**EXERCISE:**
Scan the entries below. List each line with "Inverse".

------------------------------------------------

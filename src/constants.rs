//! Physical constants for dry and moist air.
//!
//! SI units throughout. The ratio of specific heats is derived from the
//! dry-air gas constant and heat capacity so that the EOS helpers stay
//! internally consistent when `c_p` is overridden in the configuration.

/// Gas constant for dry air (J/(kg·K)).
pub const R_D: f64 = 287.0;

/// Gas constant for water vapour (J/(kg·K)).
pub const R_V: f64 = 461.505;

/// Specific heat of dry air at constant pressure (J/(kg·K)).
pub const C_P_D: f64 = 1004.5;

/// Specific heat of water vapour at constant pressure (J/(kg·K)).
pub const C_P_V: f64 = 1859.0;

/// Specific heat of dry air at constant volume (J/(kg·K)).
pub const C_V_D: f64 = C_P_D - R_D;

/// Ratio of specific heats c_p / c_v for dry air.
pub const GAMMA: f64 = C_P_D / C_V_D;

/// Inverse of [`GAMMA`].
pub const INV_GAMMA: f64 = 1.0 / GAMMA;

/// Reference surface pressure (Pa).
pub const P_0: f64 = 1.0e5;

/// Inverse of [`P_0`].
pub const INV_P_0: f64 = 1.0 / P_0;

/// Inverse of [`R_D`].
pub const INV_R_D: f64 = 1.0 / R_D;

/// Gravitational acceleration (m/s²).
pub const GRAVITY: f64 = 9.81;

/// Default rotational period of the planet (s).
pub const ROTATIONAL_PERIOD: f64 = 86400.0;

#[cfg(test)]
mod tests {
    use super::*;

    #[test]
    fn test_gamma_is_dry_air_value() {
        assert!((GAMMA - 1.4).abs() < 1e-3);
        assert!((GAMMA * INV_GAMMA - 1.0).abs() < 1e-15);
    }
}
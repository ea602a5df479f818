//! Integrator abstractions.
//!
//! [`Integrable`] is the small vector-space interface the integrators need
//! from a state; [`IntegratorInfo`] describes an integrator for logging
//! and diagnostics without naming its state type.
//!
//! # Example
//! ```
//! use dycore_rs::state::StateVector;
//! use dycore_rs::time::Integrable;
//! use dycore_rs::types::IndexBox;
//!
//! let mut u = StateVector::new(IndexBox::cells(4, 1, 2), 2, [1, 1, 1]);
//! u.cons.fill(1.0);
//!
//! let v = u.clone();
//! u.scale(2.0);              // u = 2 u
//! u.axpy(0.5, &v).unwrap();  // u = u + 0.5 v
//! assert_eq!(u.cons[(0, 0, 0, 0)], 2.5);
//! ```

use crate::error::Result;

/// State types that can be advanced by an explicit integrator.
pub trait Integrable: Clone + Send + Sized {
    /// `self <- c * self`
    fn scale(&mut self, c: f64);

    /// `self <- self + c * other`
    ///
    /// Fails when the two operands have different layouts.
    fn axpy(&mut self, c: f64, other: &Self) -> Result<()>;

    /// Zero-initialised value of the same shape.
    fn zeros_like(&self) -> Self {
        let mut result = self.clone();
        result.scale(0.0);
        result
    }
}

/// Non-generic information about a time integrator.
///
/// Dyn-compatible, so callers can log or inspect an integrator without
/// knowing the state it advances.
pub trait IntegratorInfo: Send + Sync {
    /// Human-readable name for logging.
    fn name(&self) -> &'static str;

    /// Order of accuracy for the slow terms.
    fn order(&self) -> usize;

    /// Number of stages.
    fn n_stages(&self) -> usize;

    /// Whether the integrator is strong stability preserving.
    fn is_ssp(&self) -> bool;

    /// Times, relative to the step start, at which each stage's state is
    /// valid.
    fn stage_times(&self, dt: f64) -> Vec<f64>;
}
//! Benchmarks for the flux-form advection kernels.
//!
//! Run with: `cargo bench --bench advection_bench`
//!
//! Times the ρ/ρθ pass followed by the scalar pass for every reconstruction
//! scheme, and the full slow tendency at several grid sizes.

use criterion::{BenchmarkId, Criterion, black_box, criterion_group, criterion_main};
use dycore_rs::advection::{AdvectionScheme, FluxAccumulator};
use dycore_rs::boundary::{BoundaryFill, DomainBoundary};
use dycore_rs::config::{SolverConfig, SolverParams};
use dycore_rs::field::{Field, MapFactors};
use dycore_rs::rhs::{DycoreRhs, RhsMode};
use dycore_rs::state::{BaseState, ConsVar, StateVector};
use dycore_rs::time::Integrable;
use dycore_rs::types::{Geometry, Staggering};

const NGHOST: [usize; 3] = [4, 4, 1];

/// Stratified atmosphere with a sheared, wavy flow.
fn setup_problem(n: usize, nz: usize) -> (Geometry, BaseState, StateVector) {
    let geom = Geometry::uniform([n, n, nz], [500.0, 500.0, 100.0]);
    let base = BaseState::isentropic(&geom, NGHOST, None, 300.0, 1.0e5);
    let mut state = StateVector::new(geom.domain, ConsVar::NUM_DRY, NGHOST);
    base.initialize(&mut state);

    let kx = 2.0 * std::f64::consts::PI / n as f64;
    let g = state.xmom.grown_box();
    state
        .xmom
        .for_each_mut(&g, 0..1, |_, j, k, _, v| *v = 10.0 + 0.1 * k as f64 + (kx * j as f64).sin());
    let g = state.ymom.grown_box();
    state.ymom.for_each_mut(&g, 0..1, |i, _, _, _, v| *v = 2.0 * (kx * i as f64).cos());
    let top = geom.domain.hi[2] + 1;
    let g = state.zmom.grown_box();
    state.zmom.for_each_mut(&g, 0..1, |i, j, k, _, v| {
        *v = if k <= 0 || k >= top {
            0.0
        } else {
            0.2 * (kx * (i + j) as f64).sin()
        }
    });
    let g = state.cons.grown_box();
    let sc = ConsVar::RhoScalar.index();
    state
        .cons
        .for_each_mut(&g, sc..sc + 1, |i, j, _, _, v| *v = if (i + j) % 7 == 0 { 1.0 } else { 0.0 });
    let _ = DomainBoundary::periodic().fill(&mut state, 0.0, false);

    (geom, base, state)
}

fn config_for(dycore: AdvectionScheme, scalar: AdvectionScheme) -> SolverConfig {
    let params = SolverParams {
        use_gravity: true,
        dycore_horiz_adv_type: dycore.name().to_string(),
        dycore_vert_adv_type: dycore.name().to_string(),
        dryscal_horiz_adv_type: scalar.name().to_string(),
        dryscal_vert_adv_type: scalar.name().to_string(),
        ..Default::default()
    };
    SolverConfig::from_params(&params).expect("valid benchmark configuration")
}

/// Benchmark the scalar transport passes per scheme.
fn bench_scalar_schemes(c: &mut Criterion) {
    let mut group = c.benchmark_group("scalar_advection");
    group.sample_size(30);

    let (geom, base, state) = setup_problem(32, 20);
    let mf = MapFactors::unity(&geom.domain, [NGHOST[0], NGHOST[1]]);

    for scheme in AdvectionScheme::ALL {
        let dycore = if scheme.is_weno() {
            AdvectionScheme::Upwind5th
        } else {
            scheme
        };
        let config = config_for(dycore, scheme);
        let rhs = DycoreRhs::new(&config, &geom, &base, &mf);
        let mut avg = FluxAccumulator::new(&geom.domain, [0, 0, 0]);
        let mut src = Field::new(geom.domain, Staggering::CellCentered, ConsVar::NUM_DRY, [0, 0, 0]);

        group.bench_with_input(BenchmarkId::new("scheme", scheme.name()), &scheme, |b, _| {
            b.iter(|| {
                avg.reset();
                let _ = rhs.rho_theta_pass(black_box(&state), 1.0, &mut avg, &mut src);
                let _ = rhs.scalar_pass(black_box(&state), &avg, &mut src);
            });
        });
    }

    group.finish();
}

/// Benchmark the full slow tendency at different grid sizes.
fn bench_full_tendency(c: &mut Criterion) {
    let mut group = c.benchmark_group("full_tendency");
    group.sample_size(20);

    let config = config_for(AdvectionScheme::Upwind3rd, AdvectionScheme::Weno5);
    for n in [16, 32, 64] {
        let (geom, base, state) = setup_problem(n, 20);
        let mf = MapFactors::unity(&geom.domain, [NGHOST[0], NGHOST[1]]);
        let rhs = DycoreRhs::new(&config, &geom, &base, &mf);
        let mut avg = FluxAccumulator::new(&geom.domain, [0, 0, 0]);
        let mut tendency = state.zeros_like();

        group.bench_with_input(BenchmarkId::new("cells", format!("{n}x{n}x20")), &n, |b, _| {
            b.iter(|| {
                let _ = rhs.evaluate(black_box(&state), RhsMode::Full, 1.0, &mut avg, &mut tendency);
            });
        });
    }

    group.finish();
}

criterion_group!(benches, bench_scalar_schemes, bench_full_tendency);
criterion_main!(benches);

------------------------------------------------

**ANSWER:**
/// Inverse of [`GAMMA`].
/// Inverse of [`P_0`].
/// Inverse of [`R_D`].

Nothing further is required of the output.